Introduction of EfficientNet-B4

Model Details of EfficientNet-B4

EfficientNet-B4: Optimized for Mobile Deployment

Imagenet classifier and general purpose backbone

EfficientNetB4 is a machine learning model that can classify images from the Imagenet dataset. It can also be used as a backbone in building more complex models for specific use cases.

This model is an implementation of EfficientNet-B4 found here .

This repository provides scripts to run EfficientNet-B4 on Qualcomm® devices. More details on model performance across various devices, can be found here .

Model Details
  • Model Type: Image classification
  • Model Stats:
    • Model checkpoint: Imagenet
    • Input resolution: 380x380
    • Number of parameters: 19.34M
    • Model size: 74.5 MB
Model Device Chipset Target Runtime Inference Time (ms) Peak Memory Range (MB) Precision Primary Compute Unit Target Model
EfficientNet-B4 Samsung Galaxy S23 Snapdragon® 8 Gen 2 TFLITE 3.624 ms 0 - 3 MB FP16 NPU EfficientNet-B4.tflite
EfficientNet-B4 Samsung Galaxy S23 Snapdragon® 8 Gen 2 QNN 3.726 ms 0 - 230 MB FP16 NPU EfficientNet-B4.so
EfficientNet-B4 Samsung Galaxy S23 Snapdragon® 8 Gen 2 ONNX 3.571 ms 0 - 50 MB FP16 NPU EfficientNet-B4.onnx
EfficientNet-B4 Samsung Galaxy S24 Snapdragon® 8 Gen 3 TFLITE 2.629 ms 0 - 159 MB FP16 NPU EfficientNet-B4.tflite
EfficientNet-B4 Samsung Galaxy S24 Snapdragon® 8 Gen 3 QNN 2.694 ms 0 - 27 MB FP16 NPU EfficientNet-B4.so
EfficientNet-B4 Samsung Galaxy S24 Snapdragon® 8 Gen 3 ONNX 2.589 ms 0 - 164 MB FP16 NPU EfficientNet-B4.onnx
EfficientNet-B4 Snapdragon 8 Elite QRD Snapdragon® 8 Elite TFLITE 2.106 ms 0 - 63 MB FP16 NPU EfficientNet-B4.tflite
EfficientNet-B4 Snapdragon 8 Elite QRD Snapdragon® 8 Elite QNN 2.548 ms 0 - 25 MB FP16 NPU Use Export Script
EfficientNet-B4 Snapdragon 8 Elite QRD Snapdragon® 8 Elite ONNX 2.505 ms 0 - 68 MB FP16 NPU EfficientNet-B4.onnx
EfficientNet-B4 QCS8550 (Proxy) QCS8550 Proxy TFLITE 3.61 ms 0 - 2 MB FP16 NPU EfficientNet-B4.tflite
EfficientNet-B4 QCS8550 (Proxy) QCS8550 Proxy QNN 3.321 ms 1 - 2 MB FP16 NPU Use Export Script
EfficientNet-B4 QCS8450 (Proxy) QCS8450 Proxy TFLITE 7.289 ms 0 - 174 MB FP16 NPU EfficientNet-B4.tflite
EfficientNet-B4 QCS8450 (Proxy) QCS8450 Proxy QNN 7.403 ms 0 - 34 MB FP16 NPU Use Export Script
EfficientNet-B4 Snapdragon X Elite CRD Snapdragon® X Elite QNN 3.659 ms 1 - 1 MB FP16 NPU Use Export Script
EfficientNet-B4 Snapdragon X Elite CRD Snapdragon® X Elite ONNX 3.728 ms 47 - 47 MB FP16 NPU EfficientNet-B4.onnx
Installation

This model can be installed as a Python package via pip.

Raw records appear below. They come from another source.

use crate::services::attempt::AttemptService;
use crate::services::grading::GradingService;
use crate::services::timer::TimerService;
use crate::storage::QuizStore;
use crate::utils::lock::AttemptLocks;
use crate::utils::time::Clock;
use chrono::FixedOffset;
use std::sync::Arc;

pub mod config;
pub mod dto;
pub mod error;
pub mod middleware;
pub mod models;
pub mod routes;
pub mod services;
pub mod storage;
pub mod utils;

/// Shared application state handed to every handler. The clock is
/// injected so tests can pin and advance time deterministically.
#[derive(Clone)]
pub struct AppState {
    pub store: Arc<dyn QuizStore>,
    pub clock: Arc<dyn Clock>,
    pub attempts: AttemptService,
    pub grading: GradingService,
    pub display_offset: FixedOffset,
}

impl AppState {
    pub fn new(
        store: Arc<dyn QuizStore>,
        clock: Arc<dyn Clock>,
        display_offset: FixedOffset,
    ) -> Self {
        let locks = AttemptLocks::new();
        let timer = TimerService::new(store.clone(), clock.clone());
        let attempts =
            AttemptService::new(store.clone(), clock.clone(), timer, locks.clone());
        let grading = GradingService::new(store.clone(), clock.clone(), locks);

        Self {
            store,
            clock,
            attempts,
            grading,
            display_offset,
        }
    }
}
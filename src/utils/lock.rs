use std::collections::HashMap;
use std::sync::{Arc, Mutex};
use tokio::sync::OwnedMutexGuard;
use uuid::Uuid;

/// Mutual-exclusion scope keyed by attempt id.
///
/// Every read-modify-write of a single attempt document (answer upsert,
/// submit plus lateness adjustment, timeout finalization, manual regrade)
/// runs under this lock so aggregate fields are never derived from a stale
/// read.
#[derive(Clone, Default)]
pub struct AttemptLocks {
    inner: Arc<Mutex<HashMap<Uuid, Arc<tokio::sync::Mutex<()>>>>>,
}

impl AttemptLocks {
    pub fn new() -> Self {
        Self::default()
    }

    pub async fn acquire(&self, attempt_id: Uuid) -> OwnedMutexGuard<()> {
        let entry = {
            let mut map = self.inner.lock().expect("attempt lock map poisoned");
            map.entry(attempt_id)
                .or_insert_with(|| Arc::new(tokio::sync::Mutex::new(())))
                .clone()
        };
        entry.lock_owned().await
    }
}
use crate::models::attempt::{Answer, AnswerValue};
use crate::models::question::{
    GradingSpec, MultipleChoiceSpec, NumericSpec, Question, ShortAnswerSpec, SingleChoiceSpec,
};
use std::collections::{HashMap, HashSet};

const DEFAULT_NUMERIC_TOLERANCE: f64 = 0.01;
const KEYWORD_CORRECT_THRESHOLD: f64 = 0.70;

/// Verdict for one (question, answer) pair. Malformed input is reported
/// through a zero-score verdict with diagnostic feedback, never an error.
#[derive(Debug, Clone, PartialEq)]
pub struct ScoreVerdict {
    pub marks: f64,
    pub is_correct: bool,
    pub feedback: String,
    /// Signals that the automated score is advisory and a human should
    /// review it.
    pub requires_manual_grading: bool,
}

impl ScoreVerdict {
    fn zero(feedback: impl Into<String>) -> Self {
        Self {
            marks: 0.0,
            is_correct: false,
            feedback: feedback.into(),
            requires_manual_grading: false,
        }
    }

    fn manual(feedback: impl Into<String>) -> Self {
        Self {
            requires_manual_grading: true,
            ..Self::zero(feedback)
        }
    }
}

#[derive(Debug, Clone)]
pub struct AttemptScore {
    pub total_score: f64,
    pub max_score: f64,
    pub percentage: f64,
    pub scored_answers: Vec<Answer>,
    pub requires_manual_grading: bool,
}

/// Marks and percentages round to 2 decimal places, half away from zero.
pub fn round2(x: f64) -> f64 {
    (x * 100.0).round() / 100.0
}

pub struct ScoringEngine;

impl ScoringEngine {
    /// Scores a whole attempt. Iteration is over the question set, not the
    /// answer set, so unanswered questions are represented and answers for
    /// unknown question ids are silently ignored. Pure: identical inputs
    /// yield identical results.
    pub fn score_attempt(questions: &[Question], answers: &[Answer]) -> AttemptScore {
        let lookup: HashMap<&str, &Answer> = answers
            .iter()
            .map(|a| (a.question_id.as_str(), a))
            .collect();

        let mut total_score = 0.0;
        let mut max_score = 0.0;
        let mut scored_answers = Vec::with_capacity(questions.len());
        let mut requires_manual_grading = false;

        for question in questions {
            max_score += question.marks;

            match lookup.get(question.question_id.as_str()) {
                Some(saved) => {
                    let verdict = Self::score_question(question, saved.answer.as_ref());
                    total_score += verdict.marks;
                    requires_manual_grading |= verdict.requires_manual_grading;
                    scored_answers.push(Answer {
                        question_id: question.question_id.clone(),
                        answer: saved.answer.clone(),
                        answered_at: saved.answered_at,
                        marks: Some(verdict.marks),
                        is_correct: Some(verdict.is_correct),
                        feedback: Some(verdict.feedback),
                    });
                }
                None => scored_answers.push(Answer {
                    question_id: question.question_id.clone(),
                    answer: None,
                    answered_at: None,
                    marks: Some(0.0),
                    is_correct: Some(false),
                    feedback: Some("Not answered".to_string()),
                }),
            }
        }

        let percentage = if max_score > 0.0 {
            round2(total_score / max_score * 100.0)
        } else {
            0.0
        };

        AttemptScore {
            total_score: round2(total_score),
            max_score,
            percentage,
            scored_answers,
            requires_manual_grading,
        }
    }

    /// Scores one question against its raw answer (or its absence).
    pub fn score_question(question: &Question, answer: Option<&AnswerValue>) -> ScoreVerdict {
        match &question.grading {
            GradingSpec::SingleChoice(spec) => score_single_choice(question, spec, answer),
            GradingSpec::MultipleChoice(spec) => score_multiple_choice(question, spec, answer),
            GradingSpec::Numeric(spec) => score_numeric(question, spec, answer),
            GradingSpec::ShortAnswer(spec) => score_short_answer(question, spec, answer),
        }
    }
}

fn explanation_or(question: &Question, fallback: &str) -> String {
    question
        .explanation
        .clone()
        .unwrap_or_else(|| fallback.to_string())
}

fn score_single_choice(
    question: &Question,
    spec: &SingleChoiceSpec,
    answer: Option<&AnswerValue>,
) -> ScoreVerdict {
    let given = match answer {
        None => return ScoreVerdict::zero("No answer provided"),
        Some(AnswerValue::Text(s)) => s.trim().to_string(),
        Some(AnswerValue::Number(n)) => n.to_string(),
        Some(AnswerValue::Selection(_)) => return ScoreVerdict::zero("Incorrect answer"),
    };
    if given.is_empty() {
        return ScoreVerdict::zero("No answer provided");
    }

    if given == spec.correct_answer.trim() {
        ScoreVerdict {
            marks: question.marks,
            is_correct: true,
            feedback: explanation_or(question, ""),
            requires_manual_grading: false,
        }
    } else {
        ScoreVerdict::zero("Incorrect answer")
    }
}

fn score_multiple_choice(
    question: &Question,
    spec: &MultipleChoiceSpec,
    answer: Option<&AnswerValue>,
) -> ScoreVerdict {
    let chosen: HashSet<String> = match answer {
        Some(AnswerValue::Selection(items)) => {
            items.iter().map(|s| s.trim().to_string()).collect()
        }
        _ => return ScoreVerdict::zero("No valid answer provided"),
    };
    let correct: HashSet<String> = spec
        .correct_answer
        .iter()
        .map(|s| s.trim().to_string())
        .collect();

    let correct_selected = correct.intersection(&chosen).count();
    let incorrect_selected = chosen.difference(&correct).count();
    let total_correct = correct.len();
    if total_correct == 0 {
        return ScoreVerdict::zero("No valid answer provided");
    }

    // Wrong picks cancel right picks; clamped so marks never go negative.
    let ratio =
        ((correct_selected as f64 - incorrect_selected as f64) / total_correct as f64).max(0.0);
    let marks = round2(question.marks * ratio);
    let is_correct = chosen == correct;

    let feedback = if is_correct {
        explanation_or(question, "All correct answers selected")
    } else if marks > 0.0 {
        format!("Partial credit: {}/{} correct", correct_selected, total_correct)
    } else {
        "Incorrect selection".to_string()
    };

    ScoreVerdict {
        marks,
        is_correct,
        feedback,
        requires_manual_grading: false,
    }
}

fn score_numeric(
    question: &Question,
    spec: &NumericSpec,
    answer: Option<&AnswerValue>,
) -> ScoreVerdict {
    let given = match answer {
        None => return ScoreVerdict::zero("No answer provided"),
        Some(AnswerValue::Number(n)) => *n,
        Some(AnswerValue::Text(s)) => {
            let trimmed = s.trim();
            if trimmed.is_empty() {
                return ScoreVerdict::zero("No answer provided");
            }
            match trimmed.parse::<f64>() {
                Ok(n) => n,
                Err(_) => return ScoreVerdict::zero("Invalid numerical answer format"),
            }
        }
        Some(AnswerValue::Selection(_)) => {
            return ScoreVerdict::zero("Invalid numerical answer format")
        }
    };

    let tolerance = spec.tolerance.unwrap_or(DEFAULT_NUMERIC_TOLERANCE);
    if (given - spec.correct_answer).abs() <= tolerance {
        ScoreVerdict {
            marks: question.marks,
            is_correct: true,
            feedback: explanation_or(question, "Correct numerical answer"),
            requires_manual_grading: false,
        }
    } else {
        ScoreVerdict::zero(format!("Incorrect. Expected: {}", spec.correct_answer))
    }
}

fn score_short_answer(
    question: &Question,
    spec: &ShortAnswerSpec,
    answer: Option<&AnswerValue>,
) -> ScoreVerdict {
    let text = match answer {
        None => return ScoreVerdict::manual("No answer provided"),
        Some(AnswerValue::Text(s)) => s.trim().to_lowercase(),
        Some(AnswerValue::Number(n)) => n.to_string(),
        Some(AnswerValue::Selection(_)) => return ScoreVerdict::manual("No answer provided"),
    };
    if text.is_empty() {
        return ScoreVerdict::manual("No answer provided");
    }

    if spec.keywords.is_empty() && spec.required_keywords.is_empty() {
        return ScoreVerdict::manual("Requires manual grading");
    }

    let missing_required: Vec<&str> = spec
        .required_keywords
        .iter()
        .filter(|kw| !text.contains(&kw.to_lowercase()))
        .map(|kw| kw.as_str())
        .collect();

    let keywords_found = spec
        .keywords
        .iter()
        .filter(|kw| text.contains(&kw.to_lowercase()))
        .count();

    let (marks, is_correct, feedback, keyword_ratio) = if !missing_required.is_empty() {
        (
            0.0,
            false,
            format!("Missing required keywords: {}", missing_required.join(", ")),
            0.0,
        )
    } else {
        let ratio = keywords_found as f64 / spec.keywords.len().max(1) as f64;
        let marks = round2(question.marks * ratio);
        let is_correct = ratio >= KEYWORD_CORRECT_THRESHOLD;
        let feedback = if is_correct {
            explanation_or(question, "Good keyword coverage")
        } else {
            format!(
                "Found {}/{} expected keywords",
                keywords_found,
                spec.keywords.len()
            )
        };
        (marks, is_correct, feedback, ratio)
    };

    ScoreVerdict {
        marks,
        is_correct,
        feedback,
        // Anything short of full keyword coverage keeps the verdict
        // advisory.
        requires_manual_grading: keyword_ratio < 1.0 && !spec.keywords.is_empty(),
    }
}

pip install qai-hub-models
Configure Qualcomm® AI Hub to run this model on a cloud-hosted device

Sign-in to Qualcomm® AI Hub with your Qualcomm® ID. Once signed in navigate to Account -> Settings -> API Token .

With this API token, you can configure your client to run models on the cloud hosted devices.

qai-hub configure --api_token API_TOKEN

Navigate to docs for more information.

Demo off target

The package contains a simple end-to-end demo that downloads pre-trained weights and runs this model on a sample input.

python -m qai_hub_models.models.efficientnet_b4.demo

The above demo runs a reference implementation of pre-processing, model inference, and post processing.

NOTE : If you want running in a Jupyter Notebook or Google Colab like environment, please add the following to your cell (instead of the above).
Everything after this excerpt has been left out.